* Activity *
Your answer should consist of the lines holding "relay", copied from the material below.

* The input *
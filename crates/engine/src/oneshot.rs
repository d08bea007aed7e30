//! Standalone engine protocol.
//!
//! Older engine builds take the scan and database files as arguments and
//! report on stdout without reading any commands:
//!
//! ```text
//! 12%
//! 57%
//! done
//! ```
//!
//! A scan succeeds when `done` was printed and the process exited with
//! status 0.

use std::path::Path;
use std::sync::Arc;

use scanny_core::outcome::Outcome;
use tokio::io::{AsyncBufReadExt, BufReader};
use tokio_util::sync::CancellationToken;

use crate::connection::{EngineConnection, EngineStreams};
use crate::error::{EngineError, ProtocolError};
use crate::messages::parse_percent;
use crate::progress::ProgressSink;
use crate::runner::ScanRequest;
use crate::session::{SessionConfig, SessionReport};
use crate::state::ProtocolState;

/// One stdout line of a standalone engine.
#[derive(Debug, Clone, Copy, PartialEq, Eq)]
pub enum OneshotLine {
    Progress(scanny_core::types::Percent),
    Done,
    Fail,
}

/// Parse a `done`, `fail`, `NN` or `NN%` line.
pub fn parse_oneshot_line(line: &str) -> Result<OneshotLine, ProtocolError> {
    match line.trim() {
        "done" => Ok(OneshotLine::Done),
        "fail" => Ok(OneshotLine::Fail),
        "" => Err(ProtocolError::MalformedLine(line.to_string())),
        token => parse_percent(token)
            .map(OneshotLine::Progress)
            .ok_or_else(|| ProtocolError::InvalidProgress {
                token: token.to_string(),
                line: line.to_string(),
            }),
    }
}

/// Run a standalone engine to completion.
pub async fn run_oneshot(
    binary: &Path,
    request: &ScanRequest,
    config: &SessionConfig,
    progress: Arc<dyn ProgressSink>,
    cancel: CancellationToken,
) -> Result<SessionReport, EngineError> {
    let connection = EngineConnection::spawn(
        binary,
        [request.scan_file.as_str(), request.db_file.as_str()],
        config.working_dir.as_deref(),
    )?;
    tracing::info!(
        binary = %binary.display(),
        pid = connection.id(),
        scan_file = %request.scan_file,
        db_file = %request.db_file,
        "Standalone engine started",
    );

    let (mut child, streams) = connection.into_parts();
    let EngineStreams {
        commands,
        status,
        diagnostics: stderr,
    } = streams;
    drop(commands);

    let relay = config.relay_diagnostics;
    let diagnostics = tokio::spawn(async move {
        let mut lines = BufReader::new(stderr).lines();
        while let Ok(Some(line)) = lines.next_line().await {
            if relay {
                tracing::info!(line = %line, "Engine stderr");
            }
        }
    });

    let mut lines = BufReader::new(status).lines();
    let mut verdict: Option<OneshotLine> = None;

    let read = async {
        while let Some(line) = lines.next_line().await? {
            match parse_oneshot_line(&line)? {
                OneshotLine::Progress(percent) => progress.on_progress(percent),
                terminal => {
                    tracing::debug!(line = %line, "Standalone engine finished");
                    verdict = Some(terminal);
                }
            }
        }
        Ok::<(), EngineError>(())
    };

    let limit = async {
        match config.timeout {
            Some(t) => tokio::select! {
                _ = tokio::time::sleep(t) => Outcome::TimedOut,
                _ = cancel.cancelled() => Outcome::Cancelled,
            },
            None => {
                cancel.cancelled().await;
                Outcome::Cancelled
            }
        }
    };

    let interrupted = tokio::select! {
        res = read => {
            if let Err(e) = res {
                if let Err(kill_err) = child.kill().await {
                    tracing::warn!(error = %kill_err, "Failed to kill engine process");
                }
                diagnostics.abort();
                return Err(e);
            }
            None
        }
        outcome = limit => Some(outcome),
    };

    if let Some(outcome) = interrupted {
        tracing::warn!(outcome = %outcome, "Standalone engine interrupted, killing it");
        if let Err(e) = child.kill().await {
            tracing::warn!(error = %e, "Failed to kill engine process");
        }
        diagnostics.abort();
        return Ok(SessionReport {
            outcome,
            final_state: ProtocolState::Failed,
            exit_code: None,
        });
    }

    let exit = match tokio::time::timeout(config.quit_grace, child.wait()).await {
        Ok(res) => res?,
        Err(_) => {
            tracing::warn!("Standalone engine closed stdout but did not exit, killing it");
            child.kill().await?;
            child.wait().await?
        }
    };
    if tokio::time::timeout(config.quit_grace, diagnostics).await.is_err() {
        tracing::debug!("Engine stderr still open after exit");
    }

    let succeeded = verdict == Some(OneshotLine::Done) && exit.success();
    let (outcome, final_state) = if succeeded {
        (Outcome::Succeeded, ProtocolState::Done)
    } else {
        (Outcome::Failed, ProtocolState::Failed)
    };
    tracing::info!(outcome = %outcome, exit_code = exit.code(), "Standalone engine exited");

    Ok(SessionReport {
        outcome,
        final_state,
        exit_code: exit.code(),
    })
}

// ---------------------------------------------------------------------------
// Tests
// ---------------------------------------------------------------------------

#[cfg(test)]
mod tests {
    use std::sync::Mutex;
    use std::time::Duration;

    use assert_matches::assert_matches;
    use scanny_core::types::Percent;

    use super::*;
    use crate::testing::{fake_engine, retry_busy};

    fn recorder() -> (Arc<Mutex<Vec<Percent>>>, Arc<dyn ProgressSink>) {
        let seen = Arc::new(Mutex::new(Vec::new()));
        let sink: Arc<dyn ProgressSink> = {
            let seen = Arc::clone(&seen);
            Arc::new(move |p: Percent| seen.lock().unwrap().push(p))
        };
        (seen, sink)
    }

    async fn run(script: &str, config: SessionConfig) -> (Result<SessionReport, EngineError>, Vec<Percent>) {
        let (_dir, engine) = fake_engine(script);
        let (seen, sink) = recorder();
        let request = ScanRequest::new("seqs.json", "pfam.dcp");
        let result = retry_busy(|| {
            run_oneshot(&engine, &request, &config, Arc::clone(&sink), CancellationToken::new())
        })
        .await;
        let seen = seen.lock().unwrap().clone();
        (result, seen)
    }

    #[test]
    fn parses_each_line_kind() {
        assert_matches!(parse_oneshot_line("done"), Ok(OneshotLine::Done));
        assert_matches!(parse_oneshot_line("fail\r"), Ok(OneshotLine::Fail));
        assert_matches!(parse_oneshot_line("42%"), Ok(OneshotLine::Progress(42)));
        assert_matches!(parse_oneshot_line("7"), Ok(OneshotLine::Progress(7)));
    }

    #[test]
    fn rejects_unknown_lines() {
        assert_matches!(
            parse_oneshot_line("loading database"),
            Err(ProtocolError::InvalidProgress { .. })
        );
        assert_matches!(parse_oneshot_line("   "), Err(ProtocolError::MalformedLine(_)));
    }

    #[tokio::test]
    async fn done_and_zero_exit_succeeds() {
        let script = r#"
[ "$1" = "seqs.json" ] && [ "$2" = "pfam.dcp" ] || exit 9
echo "10%"
echo "60%"
echo "100%"
echo "done"
"#;
        let (result, seen) = run(script, SessionConfig::default()).await;
        let report = result.expect("run");
        assert_eq!(report.outcome, Outcome::Succeeded);
        assert_eq!(report.final_state, ProtocolState::Done);
        assert_eq!(report.exit_code, Some(0));
        assert_eq!(seen, vec![10, 60, 100]);
    }

    #[tokio::test]
    async fn done_with_nonzero_exit_fails() {
        let (result, _) = run("echo done\nexit 4\n", SessionConfig::default()).await;
        let report = result.expect("run");
        assert_eq!(report.outcome, Outcome::Failed);
        assert_eq!(report.exit_code, Some(4));
    }

    #[tokio::test]
    async fn fail_line_fails() {
        let (result, seen) = run("echo 5%\necho fail\n", SessionConfig::default()).await;
        assert_eq!(result.expect("run").outcome, Outcome::Failed);
        assert_eq!(seen, vec![5]);
    }

    #[tokio::test]
    async fn garbage_line_is_a_protocol_error() {
        let (result, _) = run("echo hello\nexec sleep 30\n", SessionConfig::default()).await;
        assert_matches!(result, Err(EngineError::Protocol(_)));
    }

    #[tokio::test]
    async fn timeout_kills_the_engine() {
        let config = SessionConfig {
            timeout: Some(Duration::from_millis(150)),
            ..SessionConfig::default()
        };
        let (result, _) = run("echo 1%\nexec sleep 30\n", config).await;
        let report = result.expect("run");
        assert_eq!(report.outcome, Outcome::TimedOut);
        assert_eq!(report.exit_code, None);
    }
}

* Solution to this problem *
    let relay = config.relay_diagnostics;
            if relay {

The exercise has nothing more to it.